PROBLEM -
What lines of the data below include the word "named"? Report them by copying each.

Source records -
+++

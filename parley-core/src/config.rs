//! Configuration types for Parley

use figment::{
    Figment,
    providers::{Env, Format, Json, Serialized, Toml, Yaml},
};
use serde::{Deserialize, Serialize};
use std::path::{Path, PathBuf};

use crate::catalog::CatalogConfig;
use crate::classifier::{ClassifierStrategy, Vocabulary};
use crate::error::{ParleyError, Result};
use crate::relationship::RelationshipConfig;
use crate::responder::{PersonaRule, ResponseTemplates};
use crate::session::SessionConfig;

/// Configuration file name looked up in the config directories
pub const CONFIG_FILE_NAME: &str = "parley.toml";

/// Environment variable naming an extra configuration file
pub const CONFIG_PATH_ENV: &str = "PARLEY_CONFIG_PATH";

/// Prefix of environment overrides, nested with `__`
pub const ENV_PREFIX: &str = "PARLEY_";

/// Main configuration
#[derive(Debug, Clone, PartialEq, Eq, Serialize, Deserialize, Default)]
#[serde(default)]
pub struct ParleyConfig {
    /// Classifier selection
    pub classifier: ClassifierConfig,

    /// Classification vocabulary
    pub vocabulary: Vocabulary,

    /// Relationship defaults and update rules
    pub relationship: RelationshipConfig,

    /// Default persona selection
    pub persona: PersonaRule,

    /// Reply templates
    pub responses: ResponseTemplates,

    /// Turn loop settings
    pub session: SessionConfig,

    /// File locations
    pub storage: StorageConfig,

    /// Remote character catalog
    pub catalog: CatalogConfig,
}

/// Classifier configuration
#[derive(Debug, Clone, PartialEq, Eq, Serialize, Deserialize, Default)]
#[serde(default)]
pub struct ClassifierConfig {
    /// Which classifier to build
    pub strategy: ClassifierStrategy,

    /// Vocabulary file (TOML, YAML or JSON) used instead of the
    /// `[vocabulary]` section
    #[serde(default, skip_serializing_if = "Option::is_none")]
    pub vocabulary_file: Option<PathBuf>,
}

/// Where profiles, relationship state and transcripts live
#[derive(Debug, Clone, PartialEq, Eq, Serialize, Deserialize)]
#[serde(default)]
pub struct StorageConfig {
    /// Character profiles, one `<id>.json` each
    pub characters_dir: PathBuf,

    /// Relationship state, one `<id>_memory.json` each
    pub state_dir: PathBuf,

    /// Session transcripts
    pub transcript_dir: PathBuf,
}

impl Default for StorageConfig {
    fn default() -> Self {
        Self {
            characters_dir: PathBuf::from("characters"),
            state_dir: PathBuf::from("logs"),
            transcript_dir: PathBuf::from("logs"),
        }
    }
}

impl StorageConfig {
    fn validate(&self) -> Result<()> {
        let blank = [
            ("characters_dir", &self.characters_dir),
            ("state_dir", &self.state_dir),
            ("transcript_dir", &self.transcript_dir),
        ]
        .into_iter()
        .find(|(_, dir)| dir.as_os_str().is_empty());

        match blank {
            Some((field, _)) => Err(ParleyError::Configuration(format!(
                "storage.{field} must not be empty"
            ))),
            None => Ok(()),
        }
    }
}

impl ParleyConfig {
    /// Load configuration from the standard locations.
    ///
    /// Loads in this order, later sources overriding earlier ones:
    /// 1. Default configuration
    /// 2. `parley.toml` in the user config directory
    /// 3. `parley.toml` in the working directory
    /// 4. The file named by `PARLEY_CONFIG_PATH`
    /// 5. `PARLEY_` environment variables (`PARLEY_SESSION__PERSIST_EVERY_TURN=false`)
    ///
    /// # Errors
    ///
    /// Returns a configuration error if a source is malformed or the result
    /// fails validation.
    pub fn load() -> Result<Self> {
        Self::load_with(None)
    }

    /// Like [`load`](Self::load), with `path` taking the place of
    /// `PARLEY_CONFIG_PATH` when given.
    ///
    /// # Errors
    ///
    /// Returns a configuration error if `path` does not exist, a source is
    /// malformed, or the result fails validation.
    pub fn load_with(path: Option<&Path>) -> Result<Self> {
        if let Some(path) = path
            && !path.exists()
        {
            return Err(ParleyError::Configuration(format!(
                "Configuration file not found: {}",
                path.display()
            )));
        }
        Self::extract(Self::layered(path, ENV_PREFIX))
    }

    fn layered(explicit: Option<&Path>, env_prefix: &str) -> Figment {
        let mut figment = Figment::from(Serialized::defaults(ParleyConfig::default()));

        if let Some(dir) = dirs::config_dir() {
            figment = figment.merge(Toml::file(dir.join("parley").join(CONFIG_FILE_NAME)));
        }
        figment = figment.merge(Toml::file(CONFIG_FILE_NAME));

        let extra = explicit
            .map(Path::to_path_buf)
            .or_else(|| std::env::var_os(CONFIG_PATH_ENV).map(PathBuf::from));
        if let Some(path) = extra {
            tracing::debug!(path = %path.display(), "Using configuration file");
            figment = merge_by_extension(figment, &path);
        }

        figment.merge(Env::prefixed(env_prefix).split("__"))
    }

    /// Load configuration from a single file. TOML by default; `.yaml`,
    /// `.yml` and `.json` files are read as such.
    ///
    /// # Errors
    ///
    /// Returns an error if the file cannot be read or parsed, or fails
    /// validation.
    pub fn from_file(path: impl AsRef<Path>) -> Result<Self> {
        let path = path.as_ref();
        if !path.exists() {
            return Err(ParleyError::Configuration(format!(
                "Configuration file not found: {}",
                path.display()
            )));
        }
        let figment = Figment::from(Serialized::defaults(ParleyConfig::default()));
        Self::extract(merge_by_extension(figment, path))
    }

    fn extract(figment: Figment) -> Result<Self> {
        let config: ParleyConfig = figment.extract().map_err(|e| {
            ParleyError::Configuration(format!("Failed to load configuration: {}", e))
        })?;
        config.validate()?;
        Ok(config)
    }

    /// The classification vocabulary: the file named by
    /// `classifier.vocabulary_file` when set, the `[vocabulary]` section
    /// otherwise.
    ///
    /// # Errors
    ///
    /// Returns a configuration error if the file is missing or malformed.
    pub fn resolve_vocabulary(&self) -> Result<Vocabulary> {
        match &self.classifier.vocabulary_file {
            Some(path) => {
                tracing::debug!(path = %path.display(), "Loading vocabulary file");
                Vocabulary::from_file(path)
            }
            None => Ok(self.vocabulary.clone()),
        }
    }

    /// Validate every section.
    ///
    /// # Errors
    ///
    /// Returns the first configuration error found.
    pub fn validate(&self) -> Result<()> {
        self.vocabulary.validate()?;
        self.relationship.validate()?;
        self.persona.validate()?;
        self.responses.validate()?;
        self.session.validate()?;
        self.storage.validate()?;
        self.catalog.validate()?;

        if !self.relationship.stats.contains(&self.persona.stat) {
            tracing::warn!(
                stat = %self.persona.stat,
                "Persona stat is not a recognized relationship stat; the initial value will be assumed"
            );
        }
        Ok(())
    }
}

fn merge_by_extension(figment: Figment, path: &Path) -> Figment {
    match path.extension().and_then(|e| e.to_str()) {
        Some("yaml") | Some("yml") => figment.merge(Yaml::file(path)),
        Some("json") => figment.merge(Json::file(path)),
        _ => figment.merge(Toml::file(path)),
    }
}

+++

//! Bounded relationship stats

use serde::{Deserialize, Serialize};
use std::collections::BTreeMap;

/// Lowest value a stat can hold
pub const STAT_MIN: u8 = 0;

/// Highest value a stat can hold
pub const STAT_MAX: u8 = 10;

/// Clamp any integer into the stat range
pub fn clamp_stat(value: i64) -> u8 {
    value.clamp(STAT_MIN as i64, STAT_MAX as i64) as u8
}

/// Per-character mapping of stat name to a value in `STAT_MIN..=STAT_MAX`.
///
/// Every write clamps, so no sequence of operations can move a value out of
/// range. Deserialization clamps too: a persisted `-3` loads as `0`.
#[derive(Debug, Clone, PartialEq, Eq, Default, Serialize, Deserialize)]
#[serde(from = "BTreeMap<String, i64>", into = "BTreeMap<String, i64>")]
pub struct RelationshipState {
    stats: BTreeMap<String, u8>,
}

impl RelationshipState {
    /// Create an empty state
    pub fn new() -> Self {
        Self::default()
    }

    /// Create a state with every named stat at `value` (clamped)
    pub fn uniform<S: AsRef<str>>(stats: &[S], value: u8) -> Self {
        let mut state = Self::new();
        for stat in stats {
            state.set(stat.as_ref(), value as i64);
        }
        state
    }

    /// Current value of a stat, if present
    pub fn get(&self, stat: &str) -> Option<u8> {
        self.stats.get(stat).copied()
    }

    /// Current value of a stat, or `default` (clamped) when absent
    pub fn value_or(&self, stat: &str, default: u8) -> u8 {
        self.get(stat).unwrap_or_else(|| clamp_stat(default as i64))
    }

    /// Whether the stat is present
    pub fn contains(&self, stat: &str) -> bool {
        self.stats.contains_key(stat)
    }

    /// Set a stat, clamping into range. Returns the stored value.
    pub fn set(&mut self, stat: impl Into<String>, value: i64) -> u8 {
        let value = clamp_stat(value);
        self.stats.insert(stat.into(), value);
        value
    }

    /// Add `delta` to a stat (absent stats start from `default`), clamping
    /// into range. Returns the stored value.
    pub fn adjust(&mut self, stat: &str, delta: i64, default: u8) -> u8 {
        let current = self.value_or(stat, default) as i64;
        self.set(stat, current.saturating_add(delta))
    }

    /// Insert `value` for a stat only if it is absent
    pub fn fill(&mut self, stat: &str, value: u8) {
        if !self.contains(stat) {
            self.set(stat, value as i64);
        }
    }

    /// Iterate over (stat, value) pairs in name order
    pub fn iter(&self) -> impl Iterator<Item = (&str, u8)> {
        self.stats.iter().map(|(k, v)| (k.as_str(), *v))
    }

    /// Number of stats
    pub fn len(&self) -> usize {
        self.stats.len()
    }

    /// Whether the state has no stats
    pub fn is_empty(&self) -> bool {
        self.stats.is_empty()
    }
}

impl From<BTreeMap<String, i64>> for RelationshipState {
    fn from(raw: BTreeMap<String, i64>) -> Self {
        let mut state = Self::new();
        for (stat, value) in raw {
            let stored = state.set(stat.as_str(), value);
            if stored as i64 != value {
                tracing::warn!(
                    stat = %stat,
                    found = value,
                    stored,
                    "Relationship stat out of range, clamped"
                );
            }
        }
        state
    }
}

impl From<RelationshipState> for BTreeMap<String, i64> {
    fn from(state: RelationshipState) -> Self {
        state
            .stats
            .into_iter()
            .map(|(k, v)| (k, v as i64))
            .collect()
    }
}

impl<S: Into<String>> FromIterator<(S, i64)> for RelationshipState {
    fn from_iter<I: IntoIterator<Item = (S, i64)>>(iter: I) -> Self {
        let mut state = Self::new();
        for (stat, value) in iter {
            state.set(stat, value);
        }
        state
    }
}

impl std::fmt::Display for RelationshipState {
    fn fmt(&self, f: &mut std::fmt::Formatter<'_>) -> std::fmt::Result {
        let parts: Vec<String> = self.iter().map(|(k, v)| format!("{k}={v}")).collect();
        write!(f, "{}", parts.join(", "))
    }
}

+++

OUTPUT BELOW -
    /// 4. The file named by `PARLEY_CONFIG_PATH`
    /// The classification vocabulary: the file named by
    /// Create a state with every named stat at `value` (clamped)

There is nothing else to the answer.